Mousumi Das, Kolkata: How do you greet people when you pick up the phone?
You say “hello,” of course.
What do you say when someone introduces a friend, a relative or anyone?
You say “hello.”
Hello became the standard English language for greeting since Britons began this.
Hello may be derived from hullo, which the American Merriam-Webster dictionary describes as a “chiefly British variant of hello,” and which was originally used as an exclamation to call attention, an expression of surprise, or a greeting. Hullo is found in publications as early as 1803. The word hullo is still in use, with the meaning hello.
First, let’s get rid ourselves of myths we may have picked up over the internet. Rumor has it that the standard greeting came about because it was the name of Alexander Graham Bell’s girlfriend at the time of patenting the invention.
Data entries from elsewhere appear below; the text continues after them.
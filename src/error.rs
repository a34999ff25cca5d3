//! Error types for the Bookmark Sync server

use axum::{
    http::StatusCode,
    response::{IntoResponse, Response},
    Json,
};
use serde::Serialize;
use thiserror::Error;

use crate::sync::{MergeError, SyncError};

/// Application-wide result type
pub type Result<T> = std::result::Result<T, AppError>;

/// Application error type
#[derive(Error, Debug)]
pub enum AppError {
    #[error("Bad request: {0}")]
    BadRequest(String),

    #[error("Merge error: {0}")]
    Merge(#[from] MergeError),

    #[error("Sync error: {0}")]
    Sync(#[from] SyncError),

    #[error("Database error: {0}")]
    Database(#[from] sqlx::Error),

    #[error("Serialization error: {0}")]
    Serialization(#[from] serde_json::Error),
}

/// Error response body
#[derive(Serialize)]
struct ErrorResponse {
    error: String,
    message: String,
    #[serde(skip_serializing_if = "Option::is_none")]
    details: Option<String>,
}

impl IntoResponse for AppError {
    fn into_response(self) -> Response {
        let (status, error_type, message) = match &self {
            AppError::BadRequest(msg) => (StatusCode::BAD_REQUEST, "bad_request", msg.clone()),
            AppError::Merge(e) => (StatusCode::BAD_REQUEST, "merge_error", e.to_string()),
            AppError::Sync(e) => match e {
                SyncError::Merge(e) => (StatusCode::BAD_REQUEST, "merge_error", e.to_string()),
                SyncError::InProgress(_) => (StatusCode::CONFLICT, "sync_in_progress", e.to_string()),
                SyncError::RemoteConflict { .. } => {
                    (StatusCode::CONFLICT, "remote_conflict", e.to_string())
                }
                SyncError::Database(_) | SyncError::Serialization(_) => {
                    tracing::error!("Sync storage error: {}", e);
                    (
                        StatusCode::INTERNAL_SERVER_ERROR,
                        "sync_error",
                        "Sync storage error".to_string(),
                    )
                }
            },
            AppError::Database(e) => {
                tracing::error!("Database error: {}", e);
                (
                    StatusCode::INTERNAL_SERVER_ERROR,
                    "database_error",
                    "Database error".to_string(),
                )
            }
            AppError::Serialization(e) => {
                tracing::error!("Serialization error: {}", e);
                (
                    StatusCode::INTERNAL_SERVER_ERROR,
                    "serialization_error",
                    "Failed to encode data".to_string(),
                )
            }
        };

        let body = Json(ErrorResponse {
            error: error_type.to_string(),
            message,
            details: if cfg!(debug_assertions) {
                Some(self.to_string())
            } else {
                None
            },
        });

        (status, body).into_response()
    }
}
In fact, Alexander Graham Bell never used the word “hello”. The first call he made was to his assistant who was in the adjoining room and he said “Come-here. I want to see you.” The word “Hello” actually came from ‘hola or hullo’ which meant to stop and pay attention. Alexander Bell preferred to use ‘Ähoy’ as in the ships those days which co-incidentally was misheard by Edison.
The use of hello as a telephone greeting has been introduced by Thomas Edison actually.
According to sources, he expressed his surprise with a misheard Hullo. Alexander Graham Bell initially used ‘Ahoy’ (as used on ships) as a telephone greeting. However, in 1877, Edison wrote to T.B.A.David, the president of the Central District and Printing Telegraph Company of Pittsburgh. “Friend David, I do not think we shall need a call bell as Hello! can be heard 10 to 20 feet away.”
Though we credit Alexander Graham Bell as the inventor of the telephone, a different inventor is credited with coining the typical phone greeting. And he is none other than Thomas Edison! The same guy who is credited with inventing the light bulb.